Now then the offset aside, I still have that volume problem, I measured the resistance between ground and the different pins of the volume pot and got a difference between the first and the second potentiometer, is it possible that the pot is at fault here ?
 

anatech

Administrator
Paid Member
2004-06-06 8:31 pm
Georgetown, On
Hi Welcome,
Over 35 years of experience differs from what you have found. Careful matching reduces distortion as well as making the DC offset closer to what you would calculate from the schematic. The diff pair(s) is (are) the most critical place for matching and also affects distortion. If you're going to do a really good job, using the hFE function of a meter is only useful for pre-sorting the parts. The fine match is done by creating a diff pair, tying the two prospective transistors together and looking for equal collector voltages.
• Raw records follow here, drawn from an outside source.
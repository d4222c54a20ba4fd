//! Command line runtime
//!
//! Loads a JSON payload, runs a benchmark against a TensorFlow Serving REST endpoint and prints
//! the final report.
use crate::display::ProgressDisplay;
use crate::error::RuntimeError;
use crate::http::HttpGateway;
use clap::Parser;
use metrics_exporter_prometheus::PrometheusBuilder;
use serde_json::Value;
use std::net::SocketAddr;
use std::path::{Path, PathBuf};
use std::time::Duration;
use tensorbench::core::{
    BenchmarkConfig, BenchmarkReport, ModelSpec, PredictRequest, DEFAULT_CLIENTS,
    DEFAULT_CONCURRENCY, DEFAULT_MODEL_NAME, DEFAULT_RUNS,
};
use tensorbench::{BenchmarkRequest, RunEvent};
#[allow(unused)]
use tracing::{debug, error, info, instrument, warn};

const DEFAULT_INPUT: &str = "test.json";

#[derive(Parser, Debug)]
#[command(about = "Benchmark a TensorFlow Serving predict endpoint.")]
struct TensorbenchCli {
    /// Server address, e.g. `localhost:8501` or `http://serving:8501`.
    #[arg(long)]
    host: String,

    /// Target model name.
    #[arg(long, default_value = DEFAULT_MODEL_NAME)]
    model: String,

    /// Signature to call. Uses the model's default signature if omitted.
    #[arg(long)]
    signature: Option<String>,

    /// Pin a model version.
    #[arg(long)]
    version: Option<u64>,

    /// JSON file mapping input names to nested arrays.
    #[arg(long, default_value = DEFAULT_INPUT)]
    input: PathBuf,

    /// Number of clients, each with its own connection.
    #[arg(short('c'), long, default_value_t = DEFAULT_CLIENTS)]
    clients: usize,

    /// Concurrent requests per client.
    #[arg(short('C'), long, default_value_t = DEFAULT_CONCURRENCY)]
    concurrency: usize,

    /// Total number of calls.
    #[arg(short('N'), long, default_value_t = DEFAULT_RUNS)]
    runs: usize,

    /// Per-call timeout, e.g. `500ms` or `2s`.
    #[arg(long, value_parser = humantime::parse_duration)]
    timeout: Option<Duration>,

    /// Serve Prometheus metrics on this address while the benchmark runs.
    #[arg(long)]
    metrics_addr: Option<SocketAddr>,

    /// Print the report as JSON instead of text.
    #[arg(long)]
    json: bool,
}

/// Default tensorbench runtime.
///
/// # Example
///
/// ```no_run
/// use tensorbench_runtime::BenchRuntime;
///
/// #[tokio::main]
/// async fn main() {
///     if let Err(err) = BenchRuntime::new().with_args().run().await {
///         eprintln!("{err}");
///         std::process::exit(1);
///     }
/// }
/// ```
#[derive(Debug, Clone)]
pub struct BenchRuntime {
    config: BenchmarkConfig,
    model_spec: ModelSpec,
    input: Option<PathBuf>,
    metrics_addr: Option<SocketAddr>,
    json: bool,
}

impl Default for BenchRuntime {
    fn default() -> Self {
        Self::new()
    }
}

impl BenchRuntime {
    pub fn new() -> Self {
        BenchRuntime {
            config: BenchmarkConfig::new(""),
            model_spec: ModelSpec::default(),
            input: None,
            metrics_addr: None,
            json: false,
        }
    }

    /// Use the command line arguments.
    ///
    /// ```ignore
    /// $ tensorbench --host localhost:8501 --model mnist --input mnist.json -c 4 -C 16 -N 100000
    /// ```
    pub fn with_args(self) -> Self {
        let args = TensorbenchCli::parse();
        self.apply(args)
    }

    fn apply(mut self, args: TensorbenchCli) -> Self {
        self.config.target = args.host;
        self.config.runs = args.runs;
        self.config.clients = args.clients;
        self.config.concurrency = args.concurrency;
        self.config.max_timeout = args.timeout;

        let mut model_spec = ModelSpec::new(&args.model);
        if let Some(signature) = &args.signature {
            model_spec = model_spec.signature_name(signature);
        }
        if let Some(version) = args.version {
            model_spec = model_spec.version(version);
        }
        self.model_spec = model_spec;

        self.input = Some(args.input);
        self.metrics_addr = args.metrics_addr;
        self.json = args.json;
        self
    }

    pub fn host(mut self, host: &str) -> Self {
        self.config.target = host.to_string();
        self
    }

    pub fn model(mut self, model_spec: ModelSpec) -> Self {
        self.model_spec = model_spec;
        self
    }

    pub fn input(mut self, input: impl AsRef<Path>) -> Self {
        self.input = Some(input.as_ref().to_path_buf());
        self
    }

    pub fn config(mut self, config: BenchmarkConfig) -> Self {
        self.config = config;
        self
    }

    pub fn metrics_addr(mut self, addr: SocketAddr) -> Self {
        self.metrics_addr = Some(addr);
        self
    }

    pub fn json(mut self, json: bool) -> Self {
        self.json = json;
        self
    }

    /// Run the benchmark to completion and print its report to stdout.
    #[instrument(name = "tensorbench", skip_all, fields(host = %self.config.target))]
    pub async fn run(self) -> Result<BenchmarkReport, RuntimeError> {
        self.config.validate()?;

        let input = self.input.as_deref().ok_or(RuntimeError::NoInput)?;
        let payload = load_request(self.model_spec.clone(), input).await?;

        if let Some(addr) = self.metrics_addr {
            PrometheusBuilder::new()
                .with_http_listener(addr)
                .install()
                .map_err(|err| RuntimeError::Metrics(err.to_string()))?;
            info!("Serving metrics on {addr}");
        }

        if !self.json {
            println!("Benchmark settings:");
            println!("- Server: {}", self.config.target);
            println!("- Model: {}", self.model_spec.name);
            println!("- Input file: {}", input.display());
            println!("- Runs: {}", self.config.runs);
            println!("- Clients: {}", self.config.clients);
            println!("- Concurrency: {}", self.config.concurrency);
            println!();
        }

        let mut summary =
            BenchmarkRequest::from_config(self.config.clone(), payload).run(HttpGateway::new())?;

        let display = ProgressDisplay::new(self.config.runs, !self.json);
        while let Some(event) = summary.recv().await {
            match event {
                RunEvent::Progress(pct) => display.update(
                    pct,
                    summary.runs(),
                    summary.errors(),
                    summary.calculate_rps(),
                ),
                RunEvent::Done => break,
            }
        }
        display.finish();

        let outcome = summary.wait().await?;
        for failure in &outcome.connection_failures {
            warn!(
                "Client {} never connected, {} runs skipped: {}",
                failure.client_index, failure.assigned_runs, failure.error
            );
        }

        let report = outcome.report();
        if self.json {
            let text = serde_json::to_string_pretty(&report).map_err(RuntimeError::Report)?;
            println!("{text}");
        } else {
            println!("{report}");
        }

        Ok(report)
    }
}

/// Read a JSON payload file and encode it for `model_spec`.
pub async fn load_request(
    model_spec: ModelSpec,
    path: &Path,
) -> Result<PredictRequest, RuntimeError> {
    let bytes = tokio::fs::read(path)
        .await
        .map_err(|source| RuntimeError::ReadInput {
            path: path.to_path_buf(),
            source,
        })?;

    let value: Value =
        serde_json::from_slice(&bytes).map_err(|source| RuntimeError::ParseInput {
            path: path.to_path_buf(),
            source,
        })?;

    let request = PredictRequest::from_json(model_spec, &value)?;
    debug!("Loaded {} inputs from {}", request.inputs().len(), path.display());

    Ok(request)
}
//! Benchmark orchestration
//!
//! A run splits its calls across independent clients, launches them concurrently and funnels
//! every result through a single collector task. The collector is the only writer of the run's
//! state: it appends results in arrival order, keeps the counters, emits progress and signals
//! completion.
use crate::client::{ClientMessage, ClientTask};
use crate::gateway::Gateway;
use crate::summary::{BenchmarkSummary, Event, LiveCounters, RunOutcome};
use std::sync::Arc;
use std::time::Duration;
use tensorbench_core::{
    BenchmarkConfig, CallResult, ConfigError, ConnectionFailure, PredictRequest,
    MAX_PROGRESS_TICK, RESULT_CHANNEL_CAPACITY,
};
use time::OffsetDateTime;
use tokio::sync::mpsc;
use tokio::time::Instant;
#[allow(unused_imports)]
use tracing::{debug, error, info, instrument, trace, warn, Instrument};

/// A configured benchmark: where to send calls, how many, and what to send.
///
/// # Example
/// ```no_run
/// use serde_json::json;
/// use tensorbench::prelude::*;
///
/// # async fn example(gateway: impl Gateway) -> Result<(), Box<dyn std::error::Error>> {
/// let payload = PredictRequest::from_json(
///     ModelSpec::new("half_plus_two"),
///     &json!({ "x": [[1.0, 2.0], [3.0, 4.0]] }),
/// )?;
///
/// let mut summary = BenchmarkRequest::new("http://localhost:8501", payload)
///     .runs(10_000)
///     .clients(4)
///     .concurrency(16)
///     .run(gateway)?;
///
/// let outcome = summary.wait().await?;
/// println!("{}", outcome.report());
/// # Ok(())
/// # }
/// ```
#[derive(Debug, Clone)]
pub struct BenchmarkRequest {
    config: BenchmarkConfig,
    request: Arc<PredictRequest>,
}

impl BenchmarkRequest {
    pub fn new(target: &str, request: PredictRequest) -> Self {
        Self::from_config(BenchmarkConfig::new(target), request)
    }

    pub fn from_config(config: BenchmarkConfig, request: PredictRequest) -> Self {
        Self {
            config,
            request: Arc::new(request),
        }
    }

    /// Total number of calls across all clients.
    pub fn runs(mut self, runs: usize) -> Self {
        self.config.runs = runs;
        self
    }

    /// Number of independent clients, each with its own connection.
    pub fn clients(mut self, clients: usize) -> Self {
        self.config.clients = clients;
        self
    }

    /// Maximum in-flight calls per client.
    pub fn concurrency(mut self, concurrency: usize) -> Self {
        self.config.concurrency = concurrency;
        self
    }

    /// Per-call deadline. Calls exceeding it are recorded as failures.
    pub fn max_timeout(mut self, max_timeout: Duration) -> Self {
        self.config.max_timeout = Some(max_timeout);
        self
    }

    pub fn config(&self) -> &BenchmarkConfig {
        &self.config
    }

    pub fn payload(&self) -> &PredictRequest {
        &self.request
    }

    /// Start the run and return immediately.
    ///
    /// Must be called from within a tokio runtime. The returned summary streams progress and
    /// signals completion; see [`BenchmarkSummary`].
    ///
    /// # Errors
    ///
    /// Returns a [`ConfigError`] without starting anything if the configuration is invalid.
    pub fn run<G: Gateway>(&self, gateway: G) -> Result<BenchmarkSummary, ConfigError> {
        self.config.validate()?;

        info!(
            "Running benchmark against {} with {} runs, {} clients, concurrency {}",
            self.config.target, self.config.runs, self.config.clients, self.config.concurrency
        );

        #[cfg(feature = "metrics")]
        {
            metrics::describe_histogram!(
                "tensorbench_call_latency",
                metrics::Unit::Seconds,
                "Latency of each predict call."
            );
            metrics::describe_counter!("tensorbench_call_success", "Successful predict calls.");
            metrics::describe_counter!("tensorbench_call_error", "Failed predict calls.");
        }

        let started_at = OffsetDateTime::now_utc();
        let start = Instant::now();
        let gateway = Arc::new(gateway);
        let live = Arc::new(LiveCounters::default());
        let (results_tx, results_rx) = mpsc::channel(RESULT_CHANNEL_CAPACITY);
        let (events_tx, events_rx) = mpsc::unbounded_channel();

        let span = tracing::info_span!("benchmark", target = %self.config.target);

        for (client_index, assigned_runs) in self.config.partition().into_iter().enumerate() {
            let client = ClientTask {
                client_index,
                assigned_runs,
                concurrency: self.config.concurrency,
                target: self.config.target.clone(),
                deadline: self.config.max_timeout,
                gateway: gateway.clone(),
                request: self.request.clone(),
            };
            tokio::spawn(client.run(results_tx.clone()).instrument(span.clone()));
        }
        // The collector sees the channel close once every client is gone.
        drop(results_tx);

        let collector = Collector::new(
            self.config.runs,
            started_at,
            start,
            live.clone(),
            events_tx,
        );
        tokio::spawn(collector.collect(results_rx).instrument(span));

        Ok(BenchmarkSummary::new(
            self.config.clone(),
            started_at,
            start,
            live,
            events_rx,
        ))
    }
}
It matters, but if you haven't done this, you can't tell whether it is a benefit or not. It makes such a worthwhile difference that I built a jig for this work. Besides, it is the only way to match darlington transistors.

Hi Depaj,
Your yields are much better with larger populations of parts to match. The lower number you start with, the less likely you will get a close match. Often, the quantity breaks occur at 10 or 25 pieces. Just look at different suppliers to see what quantity pricing is like. Of course, it also depends on your expectations and how much you expect to do.

Most "tweaks" have marginal performance increases. This is one that may not measure (THD) greatly, but it sounds a lot better, and the harmonics on a spectrum analyzer are reduced.

As for 43 mV, not something to worry about. Its the other stuff that is worthwhile.

-Chris
 

Depaj

Member
2015-08-05 5:31 pm
lyon
The amp is from a friend and he at first just wanted it repaired, I suggested a recap which he finally accepted but I don't think he's wallet is ready for much more.
I will definitely keep this in mind for my own projects.

What exactly do you mean by "tying the two prospective transistors together and looking for equal collector voltages" ?

Any ideas on that unbalanced volume knob ?
 

anatech

Administrator
Paid Member
2004-06-06 8:31 pm
Georgetown, On
Hi Depaj,
Volume controls often do not track well near the bottom of their adjustment range. This is quite normal and the main reason why there is a -20 dB mute button on many sets.

What exactly do you mean by "tying the two prospective transistors together and looking for equal collector voltages" ?
Make a differential pair circuit using 100R resistors as the collector loads. I use 1K0 resistors from each base to common. Stick the two transistors in contact and isolate them with foam (make a hole in a small piece). This will keep them in their own little environment. Let them settle in (about 5 minutes each pair) and measure the voltage from collector to collector. A good match will have little voltage between those points. Transistors are extremely sensitive to temperature, and by making them the same temperature, temperature drops out of the mix when they are matched.